Presentation + Paper
21 February 2020 Organ on chip models for the evaluation of microbubble based therapeutic delivery
Matthew Bourn, Damien V. B. Batchelor, Nicola Ingram, James R. McLaughlan, P. Louise Coletta, Stephen D. Evans, Sally A. Peyman
Author Affiliations +
Abstract
Current in vitro cancer models used for screening potential new therapeutic agents are often 2D monolayers of cells grown on the bottom of a petri dish or culture flask. These simplistic models lack many of the important biological features of in vivo tissue growth, such as the presence of an extracellular matrix (ECM) and cell interactions associated with this in a 3D structure. The use of spheroids for drug testing has gone some way to address the limitations of 2D cultures, however spheroids are still typically handled in static environments that neglect important physical aspects of the microenvironment present in vivo, such as fluid flow and associated shear stresses.
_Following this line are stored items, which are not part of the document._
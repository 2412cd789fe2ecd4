//! Progress Tracking
//!
//! Project completion figures and the dashboard summaries built on top of
//! stored records.

#![warn(missing_docs)]

pub mod calculator;
pub mod tracker;
pub mod dashboard;

pub use calculator::ProjectProgress;
pub use tracker::{ProgressTracker, ProjectOverview, BasicProgressTracker};
pub use dashboard::{Dashboard, ProjectStats, SafetyStats, EquipmentStats, EstimateStats};
//! Response bodies that embed related records.
//!
//! Stored records reference each other by id; these views resolve the
//! references the client needs so a single request renders a page.

use buildwise_core::{
    CostEstimate, Equipment, MaintenanceOutlook, MaintenanceRecord, ProjectId, ProjectRef,
    SafetyReport, Task, TaskAssignment, Time, UserId, UserSummary,
};
use buildwise_storage::{Result, Storage};
use serde::Serialize;

/// Maintenance records embedded in an equipment listing.
pub const LISTED_MAINTENANCE_RECORDS: usize = 10;

/// Confirmation body for deletes.
#[derive(Debug, Clone, PartialEq, Serialize)]
pub struct Message {
    /// Human-readable confirmation
    pub message: String,
}

impl Message {
    /// Wrap `message`.
    pub fn new(message: impl Into<String>) -> Self {
        Self { message: message.into() }
    }
}

/// An assignment with its assignee.
#[derive(Debug, Clone, PartialEq, Serialize)]
pub struct AssignmentView {
    /// The stored assignment
    #[serde(flatten)]
    pub assignment: TaskAssignment,
    /// Assignee, if the user still exists
    pub user: Option<UserSummary>,
}

/// A task with its assignments and project.
#[derive(Debug, Clone, PartialEq, Serialize)]
pub struct TaskDetail {
    /// The stored task
    #[serde(flatten)]
    pub task: Task,
    /// Assignments, oldest first
    pub assignments: Vec<AssignmentView>,
    /// Owning project
    pub project: Option<ProjectRef>,
}

/// Equipment with its project, operator and maintenance state.
#[derive(Debug, Clone, PartialEq, Serialize)]
#[serde(rename_all = "camelCase")]
pub struct EquipmentView {
    /// The stored equipment
    #[serde(flatten)]
    pub equipment: Equipment,
    /// Project it is deployed to
    pub project: Option<ProjectRef>,
    /// Current operator
    pub operator: Option<UserSummary>,
    /// Maintenance history, most recent first
    pub maintenance_records: Vec<MaintenanceRecord>,
    /// Next-service outlook, when one is scheduled
    pub maintenance: Option<MaintenanceOutlook>,
}

/// A safety report with its project and reporter.
#[derive(Debug, Clone, PartialEq, Serialize)]
pub struct SafetyReportView {
    /// The stored report
    #[serde(flatten)]
    pub report: SafetyReport,
    /// Project the report belongs to
    pub project: Option<ProjectRef>,
    /// Who filed it
    pub reporter: Option<UserSummary>,
}

/// An estimate with its project. Line items are part of the estimate.
#[derive(Debug, Clone, PartialEq, Serialize)]
pub struct CostEstimateView {
    /// The stored estimate, line items included
    #[serde(flatten)]
    pub estimate: CostEstimate,
    /// Estimated project
    pub project: Option<ProjectRef>,
}

async fn project_ref(storage: &dyn Storage, id: ProjectId) -> Result<Option<ProjectRef>> {
    Ok(storage.load_project(id).await?.map(|p| p.reference()))
}

async fn user_summary(storage: &dyn Storage, id: UserId) -> Result<Option<UserSummary>> {
    Ok(storage.load_user(id).await?.map(|u| u.summary()))
}

impl TaskDetail {
    /// Resolve a task's assignees and project.
    pub async fn load(storage: &dyn Storage, task: Task) -> Result<Self> {
        let mut assignments = Vec::new();
        for assignment in storage.list_task_assignments(task.id).await? {
            let user = user_summary(storage, assignment.user_id).await?;
            assignments.push(AssignmentView { assignment, user });
        }
        let project = project_ref(storage, task.project_id).await?;
        Ok(Self { task, assignments, project })
    }
}

impl EquipmentView {
    /// Resolve references and attach up to `history` maintenance records
    /// (all of them when `None`).
    pub async fn load(
        storage: &dyn Storage,
        equipment: Equipment,
        history: Option<usize>,
        now: Time,
    ) -> Result<Self> {
        let project = match equipment.project_id {
            Some(id) => project_ref(storage, id).await?,
            None => None,
        };
        let operator = match equipment.operator_id {
            Some(id) => user_summary(storage, id).await?,
            None => None,
        };

        let mut maintenance_records = storage.list_maintenance_records(equipment.id).await?;
        if let Some(limit) = history {
            maintenance_records.truncate(limit);
        }

        Ok(Self {
            maintenance: equipment.maintenance_outlook(now),
            equipment,
            project,
            operator,
            maintenance_records,
        })
    }
}

impl SafetyReportView {
    /// Resolve a report's project and reporter.
    pub async fn load(storage: &dyn Storage, report: SafetyReport) -> Result<Self> {
        let project = project_ref(storage, report.project_id).await?;
        let reporter = user_summary(storage, report.reporter_id).await?;
        Ok(Self { report, project, reporter })
    }
}

impl CostEstimateView {
    /// Resolve an estimate's project.
    pub async fn load(storage: &dyn Storage, estimate: CostEstimate) -> Result<Self> {
        let project = project_ref(storage, estimate.project_id).await?;
        Ok(Self { estimate, project })
    }
}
In addition, assays involving spheroids still require many manual pipetting steps in which fluid is replaced in a single fluidic operation which is labor intensive, can be damaging to spheroid structural integrity and is an action that is physiologically incorrect. Here we present a microfluidic platform for the high-throughput trapping, culture and exposure of 3D co-culture spheroids to drugs under physiologically relevant fluid flow. The device is self-supportive, allowing multiple devices to be in an incubator at once without peripheral pumps. Spheroids can be monitored in situ with microscopy and the device is designed such that spheroids can be recovered for quantitative off-chip analysis. As a first demonstration, the effectiveness of co-delivering ultrasound (US) triggered microbubbles (MBs) with doxorubicin (DOX) was evaluated. Spheroids exposed to 3 μM DOX co-delivered with MBs showed a 51% reduction is spheroid viability compared to a 25% reduction in viability of free DOX alone.
Conference Presentation
© (2020) COPYRIGHT Society of Photo-Optical Instrumentation Engineers (SPIE). Downloading of the abstract is permitted for personal use only.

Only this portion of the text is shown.